### WHAT THE TASK REQUIRES
Among the entries below, one stretch runs from the line that contains "fn last_segment_extension(extensions: &str)" through the line that contains "let stem = name.split('.').next().unwrap_or(name);". Repeat that stretch exactly, ends included, and only that.

### ENTRIES PROVIDED
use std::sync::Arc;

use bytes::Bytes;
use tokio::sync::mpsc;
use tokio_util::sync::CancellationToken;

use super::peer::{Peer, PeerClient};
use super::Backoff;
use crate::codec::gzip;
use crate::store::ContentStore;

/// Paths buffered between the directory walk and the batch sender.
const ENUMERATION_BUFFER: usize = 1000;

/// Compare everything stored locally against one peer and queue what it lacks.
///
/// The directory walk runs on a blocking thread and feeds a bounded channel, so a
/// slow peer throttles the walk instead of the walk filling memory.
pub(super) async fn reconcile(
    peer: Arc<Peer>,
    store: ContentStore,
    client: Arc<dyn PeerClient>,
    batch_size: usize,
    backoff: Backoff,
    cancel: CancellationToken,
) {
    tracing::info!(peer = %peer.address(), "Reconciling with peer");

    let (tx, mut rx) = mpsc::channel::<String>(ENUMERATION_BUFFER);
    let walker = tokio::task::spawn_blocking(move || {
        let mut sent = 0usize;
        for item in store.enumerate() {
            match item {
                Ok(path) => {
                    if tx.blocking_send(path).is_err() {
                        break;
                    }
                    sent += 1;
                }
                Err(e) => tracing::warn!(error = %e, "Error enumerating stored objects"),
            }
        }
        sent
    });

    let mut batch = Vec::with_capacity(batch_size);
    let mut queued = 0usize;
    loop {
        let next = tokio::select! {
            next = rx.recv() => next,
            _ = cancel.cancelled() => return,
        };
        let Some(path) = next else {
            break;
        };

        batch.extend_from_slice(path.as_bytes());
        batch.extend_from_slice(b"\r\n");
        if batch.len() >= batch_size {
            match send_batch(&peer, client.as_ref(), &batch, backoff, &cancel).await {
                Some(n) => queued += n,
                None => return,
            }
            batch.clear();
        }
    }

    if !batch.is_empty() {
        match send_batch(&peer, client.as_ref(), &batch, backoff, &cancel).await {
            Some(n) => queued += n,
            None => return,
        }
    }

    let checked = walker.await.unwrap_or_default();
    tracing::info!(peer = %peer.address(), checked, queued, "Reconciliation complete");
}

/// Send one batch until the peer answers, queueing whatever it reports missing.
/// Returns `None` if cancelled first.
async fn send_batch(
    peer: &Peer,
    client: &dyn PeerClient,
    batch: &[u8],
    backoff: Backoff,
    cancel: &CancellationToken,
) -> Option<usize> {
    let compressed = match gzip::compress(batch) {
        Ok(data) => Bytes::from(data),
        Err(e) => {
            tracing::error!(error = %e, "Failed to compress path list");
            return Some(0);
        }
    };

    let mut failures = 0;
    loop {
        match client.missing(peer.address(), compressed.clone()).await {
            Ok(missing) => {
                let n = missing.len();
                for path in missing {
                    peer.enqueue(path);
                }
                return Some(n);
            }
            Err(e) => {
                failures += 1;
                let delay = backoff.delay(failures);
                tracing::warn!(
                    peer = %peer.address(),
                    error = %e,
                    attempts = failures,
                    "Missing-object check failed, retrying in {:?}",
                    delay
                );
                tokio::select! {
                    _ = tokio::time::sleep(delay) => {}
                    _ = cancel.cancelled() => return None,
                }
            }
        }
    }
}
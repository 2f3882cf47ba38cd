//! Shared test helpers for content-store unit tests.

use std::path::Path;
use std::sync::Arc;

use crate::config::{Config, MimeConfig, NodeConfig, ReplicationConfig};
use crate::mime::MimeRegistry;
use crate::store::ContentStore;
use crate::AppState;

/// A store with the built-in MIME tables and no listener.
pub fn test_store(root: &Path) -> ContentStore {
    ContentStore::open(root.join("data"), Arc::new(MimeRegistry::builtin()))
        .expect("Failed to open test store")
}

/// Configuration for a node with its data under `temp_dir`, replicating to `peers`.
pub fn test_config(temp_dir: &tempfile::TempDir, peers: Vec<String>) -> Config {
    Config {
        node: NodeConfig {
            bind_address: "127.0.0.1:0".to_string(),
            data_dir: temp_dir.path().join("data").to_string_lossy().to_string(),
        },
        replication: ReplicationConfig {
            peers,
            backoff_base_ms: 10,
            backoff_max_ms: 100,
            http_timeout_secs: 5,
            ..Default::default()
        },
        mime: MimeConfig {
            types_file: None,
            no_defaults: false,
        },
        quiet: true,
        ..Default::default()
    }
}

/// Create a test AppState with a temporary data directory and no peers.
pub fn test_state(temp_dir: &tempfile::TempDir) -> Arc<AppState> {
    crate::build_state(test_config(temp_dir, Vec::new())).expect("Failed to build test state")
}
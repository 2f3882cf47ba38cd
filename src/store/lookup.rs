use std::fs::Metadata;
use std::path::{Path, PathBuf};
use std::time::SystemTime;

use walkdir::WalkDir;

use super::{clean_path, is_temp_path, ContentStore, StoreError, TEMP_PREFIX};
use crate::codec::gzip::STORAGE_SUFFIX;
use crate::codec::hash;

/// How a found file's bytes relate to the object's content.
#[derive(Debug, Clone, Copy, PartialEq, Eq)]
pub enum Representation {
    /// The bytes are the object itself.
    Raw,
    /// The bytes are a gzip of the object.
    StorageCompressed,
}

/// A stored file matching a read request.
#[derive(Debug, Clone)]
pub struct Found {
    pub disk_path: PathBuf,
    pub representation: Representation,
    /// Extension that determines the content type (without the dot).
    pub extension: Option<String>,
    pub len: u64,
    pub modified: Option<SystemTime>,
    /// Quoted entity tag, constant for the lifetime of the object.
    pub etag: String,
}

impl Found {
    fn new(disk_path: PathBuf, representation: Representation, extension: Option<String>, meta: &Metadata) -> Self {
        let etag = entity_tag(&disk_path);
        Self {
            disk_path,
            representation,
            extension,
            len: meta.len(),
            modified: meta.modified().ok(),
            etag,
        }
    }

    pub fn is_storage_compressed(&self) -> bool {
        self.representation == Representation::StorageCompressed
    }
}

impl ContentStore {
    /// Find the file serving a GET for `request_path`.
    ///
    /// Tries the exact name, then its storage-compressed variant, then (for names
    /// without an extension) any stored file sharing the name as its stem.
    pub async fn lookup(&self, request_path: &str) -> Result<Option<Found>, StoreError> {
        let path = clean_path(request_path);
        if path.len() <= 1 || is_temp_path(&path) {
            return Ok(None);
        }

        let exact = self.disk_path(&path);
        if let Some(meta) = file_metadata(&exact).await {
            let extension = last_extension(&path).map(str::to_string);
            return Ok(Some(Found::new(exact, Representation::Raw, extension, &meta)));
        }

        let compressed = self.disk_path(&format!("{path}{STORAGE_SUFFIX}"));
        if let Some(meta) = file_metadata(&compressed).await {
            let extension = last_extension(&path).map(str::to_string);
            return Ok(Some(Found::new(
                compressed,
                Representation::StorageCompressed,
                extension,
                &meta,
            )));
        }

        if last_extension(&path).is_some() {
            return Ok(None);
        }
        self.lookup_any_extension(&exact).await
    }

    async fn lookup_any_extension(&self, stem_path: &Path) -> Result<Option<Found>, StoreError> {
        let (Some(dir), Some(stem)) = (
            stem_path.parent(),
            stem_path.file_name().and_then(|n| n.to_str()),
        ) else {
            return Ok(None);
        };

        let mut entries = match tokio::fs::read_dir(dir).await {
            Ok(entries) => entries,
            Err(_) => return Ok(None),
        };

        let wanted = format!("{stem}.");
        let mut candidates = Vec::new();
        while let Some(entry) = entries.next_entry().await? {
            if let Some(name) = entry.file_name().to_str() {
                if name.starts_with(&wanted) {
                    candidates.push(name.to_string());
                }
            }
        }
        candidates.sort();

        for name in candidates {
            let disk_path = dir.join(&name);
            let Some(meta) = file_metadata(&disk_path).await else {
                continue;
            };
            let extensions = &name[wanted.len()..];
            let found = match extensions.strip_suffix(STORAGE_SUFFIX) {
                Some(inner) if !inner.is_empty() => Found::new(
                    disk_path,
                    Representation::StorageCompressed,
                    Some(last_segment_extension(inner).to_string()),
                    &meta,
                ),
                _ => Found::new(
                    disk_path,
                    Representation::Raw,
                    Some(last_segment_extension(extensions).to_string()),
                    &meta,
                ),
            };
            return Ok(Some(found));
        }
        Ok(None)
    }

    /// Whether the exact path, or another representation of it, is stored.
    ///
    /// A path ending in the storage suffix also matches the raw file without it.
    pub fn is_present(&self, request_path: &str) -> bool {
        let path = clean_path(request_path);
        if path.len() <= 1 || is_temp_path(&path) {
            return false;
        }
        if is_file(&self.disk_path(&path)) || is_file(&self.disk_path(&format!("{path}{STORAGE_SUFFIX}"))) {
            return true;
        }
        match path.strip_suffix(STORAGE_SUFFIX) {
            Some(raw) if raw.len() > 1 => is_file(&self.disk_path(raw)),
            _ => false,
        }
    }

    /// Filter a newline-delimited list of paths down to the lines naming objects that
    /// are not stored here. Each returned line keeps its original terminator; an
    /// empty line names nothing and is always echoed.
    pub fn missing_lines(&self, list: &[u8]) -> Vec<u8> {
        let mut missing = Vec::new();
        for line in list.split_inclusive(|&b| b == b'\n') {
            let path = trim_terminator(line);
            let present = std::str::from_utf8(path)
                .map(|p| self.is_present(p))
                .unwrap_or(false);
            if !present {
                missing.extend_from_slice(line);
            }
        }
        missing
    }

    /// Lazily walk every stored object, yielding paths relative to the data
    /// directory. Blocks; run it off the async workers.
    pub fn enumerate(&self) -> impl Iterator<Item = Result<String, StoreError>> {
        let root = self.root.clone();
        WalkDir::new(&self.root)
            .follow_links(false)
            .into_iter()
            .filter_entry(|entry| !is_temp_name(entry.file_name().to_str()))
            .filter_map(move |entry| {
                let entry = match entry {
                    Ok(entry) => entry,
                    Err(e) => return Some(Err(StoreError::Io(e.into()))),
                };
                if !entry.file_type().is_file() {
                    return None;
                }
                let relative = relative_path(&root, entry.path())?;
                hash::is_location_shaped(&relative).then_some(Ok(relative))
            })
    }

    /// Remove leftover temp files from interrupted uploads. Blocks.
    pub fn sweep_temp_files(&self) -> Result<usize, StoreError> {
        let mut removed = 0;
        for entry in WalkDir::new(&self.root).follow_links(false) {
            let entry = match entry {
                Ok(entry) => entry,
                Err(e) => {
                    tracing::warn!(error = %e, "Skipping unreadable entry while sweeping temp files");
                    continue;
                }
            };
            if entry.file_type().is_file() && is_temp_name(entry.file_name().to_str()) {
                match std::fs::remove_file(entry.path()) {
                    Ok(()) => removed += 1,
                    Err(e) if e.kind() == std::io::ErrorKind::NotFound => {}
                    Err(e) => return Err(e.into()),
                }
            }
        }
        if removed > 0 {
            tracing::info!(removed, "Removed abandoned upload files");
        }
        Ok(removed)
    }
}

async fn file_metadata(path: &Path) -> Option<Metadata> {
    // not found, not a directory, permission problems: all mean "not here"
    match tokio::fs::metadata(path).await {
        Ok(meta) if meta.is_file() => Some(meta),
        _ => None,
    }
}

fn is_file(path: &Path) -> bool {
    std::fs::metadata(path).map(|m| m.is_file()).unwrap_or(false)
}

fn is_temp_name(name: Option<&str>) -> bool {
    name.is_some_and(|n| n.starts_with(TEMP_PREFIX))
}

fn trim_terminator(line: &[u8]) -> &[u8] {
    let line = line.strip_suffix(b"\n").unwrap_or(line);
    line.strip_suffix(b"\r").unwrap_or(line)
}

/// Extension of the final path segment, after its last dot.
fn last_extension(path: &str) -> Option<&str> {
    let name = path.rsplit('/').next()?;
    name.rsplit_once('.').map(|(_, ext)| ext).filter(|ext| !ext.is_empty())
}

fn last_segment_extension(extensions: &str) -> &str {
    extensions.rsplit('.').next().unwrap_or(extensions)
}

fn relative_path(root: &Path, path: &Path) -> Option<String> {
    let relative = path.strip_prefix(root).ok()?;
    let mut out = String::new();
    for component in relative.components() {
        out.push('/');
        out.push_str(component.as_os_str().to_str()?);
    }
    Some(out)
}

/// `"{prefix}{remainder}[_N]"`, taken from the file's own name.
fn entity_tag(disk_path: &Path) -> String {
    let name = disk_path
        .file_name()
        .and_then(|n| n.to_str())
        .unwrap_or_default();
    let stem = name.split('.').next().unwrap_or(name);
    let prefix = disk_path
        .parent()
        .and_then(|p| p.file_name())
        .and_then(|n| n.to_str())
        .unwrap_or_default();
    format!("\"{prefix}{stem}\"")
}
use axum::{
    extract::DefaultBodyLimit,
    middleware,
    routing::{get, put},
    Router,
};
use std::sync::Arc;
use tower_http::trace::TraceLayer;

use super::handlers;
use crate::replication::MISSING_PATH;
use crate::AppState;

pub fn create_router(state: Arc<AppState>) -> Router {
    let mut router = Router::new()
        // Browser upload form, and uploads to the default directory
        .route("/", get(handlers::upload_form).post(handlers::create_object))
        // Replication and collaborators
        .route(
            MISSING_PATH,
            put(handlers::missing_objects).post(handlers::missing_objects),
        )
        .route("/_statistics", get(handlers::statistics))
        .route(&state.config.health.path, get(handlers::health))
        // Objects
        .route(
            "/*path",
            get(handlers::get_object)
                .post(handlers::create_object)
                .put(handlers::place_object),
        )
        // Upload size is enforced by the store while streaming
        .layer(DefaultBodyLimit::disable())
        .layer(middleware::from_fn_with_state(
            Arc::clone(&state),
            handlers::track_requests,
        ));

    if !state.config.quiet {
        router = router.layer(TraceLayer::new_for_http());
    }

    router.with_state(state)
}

### SOLUTION TO THE EXERCISE
fn last_segment_extension(extensions: &str) -> &str {
    extensions.rsplit('.').next().unwrap_or(extensions)
}

fn relative_path(root: &Path, path: &Path) -> Option<String> {
    let relative = path.strip_prefix(root).ok()?;
    let mut out = String::new();
    for component in relative.components() {
        out.push('/');
        out.push_str(component.as_os_str().to_str()?);
    }
    Some(out)
}

/// `"{prefix}{remainder}[_N]"`, taken from the file's own name.
fn entity_tag(disk_path: &Path) -> String {
    let name = disk_path
        .file_name()
        .and_then(|n| n.to_str())
        .unwrap_or_default();
    let stem = name.split('.').next().unwrap_or(name);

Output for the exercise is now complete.